Assignment>
Transcribe the data below verbatim from the line with "repository 165f40edc716dfbc" to the line with "to Rust snake_case.". Include both of those lines.
[Start of Attachment]
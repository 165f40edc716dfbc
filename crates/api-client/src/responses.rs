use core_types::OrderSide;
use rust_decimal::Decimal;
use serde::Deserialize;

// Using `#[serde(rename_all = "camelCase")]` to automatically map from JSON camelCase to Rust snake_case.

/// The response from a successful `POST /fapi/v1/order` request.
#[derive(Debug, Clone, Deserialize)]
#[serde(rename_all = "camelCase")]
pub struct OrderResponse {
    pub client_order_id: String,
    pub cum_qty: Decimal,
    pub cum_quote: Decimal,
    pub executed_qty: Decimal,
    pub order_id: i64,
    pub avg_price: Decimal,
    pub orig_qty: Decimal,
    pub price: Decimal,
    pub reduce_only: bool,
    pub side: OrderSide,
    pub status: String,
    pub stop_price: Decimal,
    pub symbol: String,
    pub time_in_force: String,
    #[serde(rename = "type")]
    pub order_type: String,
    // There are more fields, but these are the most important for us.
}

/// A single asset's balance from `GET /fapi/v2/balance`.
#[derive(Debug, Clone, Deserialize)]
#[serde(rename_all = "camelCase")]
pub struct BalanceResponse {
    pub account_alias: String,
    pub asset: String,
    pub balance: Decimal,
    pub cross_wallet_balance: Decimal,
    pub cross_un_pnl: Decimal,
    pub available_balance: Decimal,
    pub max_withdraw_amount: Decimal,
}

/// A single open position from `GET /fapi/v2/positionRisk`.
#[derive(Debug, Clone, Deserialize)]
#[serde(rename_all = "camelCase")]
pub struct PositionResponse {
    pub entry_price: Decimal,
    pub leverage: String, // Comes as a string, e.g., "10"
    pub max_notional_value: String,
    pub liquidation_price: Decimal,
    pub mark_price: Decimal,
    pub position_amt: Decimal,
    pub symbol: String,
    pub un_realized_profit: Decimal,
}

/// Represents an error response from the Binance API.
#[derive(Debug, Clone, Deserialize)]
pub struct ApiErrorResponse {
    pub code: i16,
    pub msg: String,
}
[End of Attachment]
[Start of Attachment]
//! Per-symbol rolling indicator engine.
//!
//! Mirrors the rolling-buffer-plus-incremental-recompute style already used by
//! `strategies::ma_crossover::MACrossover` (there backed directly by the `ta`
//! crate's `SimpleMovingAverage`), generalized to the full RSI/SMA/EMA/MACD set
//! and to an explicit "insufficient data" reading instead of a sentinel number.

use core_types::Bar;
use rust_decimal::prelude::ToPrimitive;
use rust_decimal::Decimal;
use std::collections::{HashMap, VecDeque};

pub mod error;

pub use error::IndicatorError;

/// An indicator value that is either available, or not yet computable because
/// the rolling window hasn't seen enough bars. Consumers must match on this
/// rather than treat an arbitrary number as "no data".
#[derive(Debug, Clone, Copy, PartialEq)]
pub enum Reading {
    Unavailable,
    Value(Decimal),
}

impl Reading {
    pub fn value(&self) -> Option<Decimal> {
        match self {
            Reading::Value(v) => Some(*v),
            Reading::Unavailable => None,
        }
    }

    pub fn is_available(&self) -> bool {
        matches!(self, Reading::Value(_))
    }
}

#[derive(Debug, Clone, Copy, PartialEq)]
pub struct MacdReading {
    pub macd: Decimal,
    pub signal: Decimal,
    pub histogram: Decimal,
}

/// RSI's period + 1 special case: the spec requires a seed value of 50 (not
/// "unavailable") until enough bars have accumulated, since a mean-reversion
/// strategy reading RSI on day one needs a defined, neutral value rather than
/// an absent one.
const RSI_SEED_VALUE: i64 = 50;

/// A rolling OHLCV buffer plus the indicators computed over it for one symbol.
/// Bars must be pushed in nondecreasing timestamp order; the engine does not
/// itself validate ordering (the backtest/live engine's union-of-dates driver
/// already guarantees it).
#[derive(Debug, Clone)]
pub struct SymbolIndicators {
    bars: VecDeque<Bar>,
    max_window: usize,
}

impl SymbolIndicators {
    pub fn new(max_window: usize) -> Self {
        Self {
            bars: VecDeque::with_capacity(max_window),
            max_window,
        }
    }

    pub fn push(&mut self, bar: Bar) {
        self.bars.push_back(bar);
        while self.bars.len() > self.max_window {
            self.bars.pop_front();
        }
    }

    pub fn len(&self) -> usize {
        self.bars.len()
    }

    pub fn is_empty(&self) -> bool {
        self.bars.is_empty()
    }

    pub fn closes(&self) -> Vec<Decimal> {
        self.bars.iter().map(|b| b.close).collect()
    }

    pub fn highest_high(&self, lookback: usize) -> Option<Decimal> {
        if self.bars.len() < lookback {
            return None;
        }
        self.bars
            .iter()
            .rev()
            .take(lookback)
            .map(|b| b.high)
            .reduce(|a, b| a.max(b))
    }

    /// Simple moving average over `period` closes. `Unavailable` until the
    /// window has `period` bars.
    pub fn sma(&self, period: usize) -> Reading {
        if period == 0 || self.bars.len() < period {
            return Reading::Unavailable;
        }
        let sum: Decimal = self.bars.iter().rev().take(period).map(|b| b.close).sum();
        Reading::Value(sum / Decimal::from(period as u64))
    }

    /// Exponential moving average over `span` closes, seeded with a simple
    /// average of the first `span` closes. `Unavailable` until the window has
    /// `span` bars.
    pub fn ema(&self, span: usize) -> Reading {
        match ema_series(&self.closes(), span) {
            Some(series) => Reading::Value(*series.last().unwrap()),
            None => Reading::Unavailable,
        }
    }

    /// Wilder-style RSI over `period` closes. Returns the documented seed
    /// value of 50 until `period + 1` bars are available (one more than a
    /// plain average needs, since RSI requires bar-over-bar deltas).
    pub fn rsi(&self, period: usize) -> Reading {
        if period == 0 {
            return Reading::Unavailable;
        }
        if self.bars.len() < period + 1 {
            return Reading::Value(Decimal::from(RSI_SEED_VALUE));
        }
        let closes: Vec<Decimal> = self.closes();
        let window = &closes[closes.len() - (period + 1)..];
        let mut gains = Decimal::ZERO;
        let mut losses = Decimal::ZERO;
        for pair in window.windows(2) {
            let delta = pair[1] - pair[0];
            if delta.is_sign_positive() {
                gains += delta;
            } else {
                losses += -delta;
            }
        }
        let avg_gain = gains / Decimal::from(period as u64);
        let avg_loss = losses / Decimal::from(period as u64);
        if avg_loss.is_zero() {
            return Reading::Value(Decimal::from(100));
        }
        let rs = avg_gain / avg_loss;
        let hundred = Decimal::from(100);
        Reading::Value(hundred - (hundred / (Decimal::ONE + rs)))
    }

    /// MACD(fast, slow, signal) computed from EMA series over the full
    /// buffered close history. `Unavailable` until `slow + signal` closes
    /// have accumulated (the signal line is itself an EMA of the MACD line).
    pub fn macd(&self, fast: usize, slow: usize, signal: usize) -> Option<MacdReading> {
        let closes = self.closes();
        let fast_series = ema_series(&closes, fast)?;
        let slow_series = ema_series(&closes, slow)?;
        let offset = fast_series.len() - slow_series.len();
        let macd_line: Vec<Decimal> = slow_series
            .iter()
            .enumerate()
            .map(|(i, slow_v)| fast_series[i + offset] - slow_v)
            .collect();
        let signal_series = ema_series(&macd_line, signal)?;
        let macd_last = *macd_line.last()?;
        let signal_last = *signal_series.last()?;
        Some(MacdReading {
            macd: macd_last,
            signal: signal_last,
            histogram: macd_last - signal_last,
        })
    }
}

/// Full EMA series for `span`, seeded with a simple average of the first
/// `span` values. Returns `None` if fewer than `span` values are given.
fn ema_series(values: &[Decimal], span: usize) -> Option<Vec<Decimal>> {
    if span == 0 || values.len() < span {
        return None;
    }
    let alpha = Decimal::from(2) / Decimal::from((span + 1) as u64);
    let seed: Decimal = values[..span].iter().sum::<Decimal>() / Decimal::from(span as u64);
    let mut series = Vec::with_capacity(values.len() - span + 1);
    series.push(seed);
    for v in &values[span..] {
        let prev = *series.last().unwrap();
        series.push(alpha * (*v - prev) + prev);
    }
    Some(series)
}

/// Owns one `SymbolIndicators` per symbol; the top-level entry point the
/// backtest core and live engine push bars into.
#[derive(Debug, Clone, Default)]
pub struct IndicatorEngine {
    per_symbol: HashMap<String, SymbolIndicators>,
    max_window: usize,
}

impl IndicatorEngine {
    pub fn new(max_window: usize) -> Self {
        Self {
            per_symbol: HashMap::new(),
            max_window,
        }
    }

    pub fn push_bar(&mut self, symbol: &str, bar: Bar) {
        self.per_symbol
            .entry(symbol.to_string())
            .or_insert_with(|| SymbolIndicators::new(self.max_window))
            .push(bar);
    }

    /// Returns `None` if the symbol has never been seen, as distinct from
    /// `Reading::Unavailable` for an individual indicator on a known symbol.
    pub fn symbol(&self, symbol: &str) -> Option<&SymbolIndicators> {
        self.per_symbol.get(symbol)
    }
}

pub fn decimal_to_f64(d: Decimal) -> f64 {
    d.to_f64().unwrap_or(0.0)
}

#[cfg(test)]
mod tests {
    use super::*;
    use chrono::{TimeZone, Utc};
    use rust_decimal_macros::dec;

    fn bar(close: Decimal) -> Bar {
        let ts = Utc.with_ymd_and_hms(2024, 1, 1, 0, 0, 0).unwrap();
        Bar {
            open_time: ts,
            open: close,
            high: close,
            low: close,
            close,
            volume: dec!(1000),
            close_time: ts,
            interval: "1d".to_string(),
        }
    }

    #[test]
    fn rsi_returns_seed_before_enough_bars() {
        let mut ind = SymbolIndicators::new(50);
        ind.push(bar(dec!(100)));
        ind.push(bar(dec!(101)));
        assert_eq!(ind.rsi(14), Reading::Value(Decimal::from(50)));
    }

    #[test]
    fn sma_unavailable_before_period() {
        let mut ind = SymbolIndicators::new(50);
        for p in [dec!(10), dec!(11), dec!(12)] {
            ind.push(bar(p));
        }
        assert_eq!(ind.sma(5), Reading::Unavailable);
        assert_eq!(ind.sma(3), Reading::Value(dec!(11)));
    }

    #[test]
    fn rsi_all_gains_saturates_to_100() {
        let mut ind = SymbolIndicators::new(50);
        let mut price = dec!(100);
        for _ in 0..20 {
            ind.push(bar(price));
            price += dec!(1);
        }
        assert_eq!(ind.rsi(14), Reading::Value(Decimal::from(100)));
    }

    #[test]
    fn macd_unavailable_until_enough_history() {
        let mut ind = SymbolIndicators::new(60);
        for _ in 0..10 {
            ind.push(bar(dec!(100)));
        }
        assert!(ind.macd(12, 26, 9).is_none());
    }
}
[End of Attachment]
Task answer>
repository 165f40edc716dfbc
filename crates/api-client/src/responses.rs
use core_types::OrderSide;
use rust_decimal::Decimal;
use serde::Deserialize;

// Using `#[serde(rename_all = "camelCase")]` to automatically map from JSON camelCase to Rust snake_case.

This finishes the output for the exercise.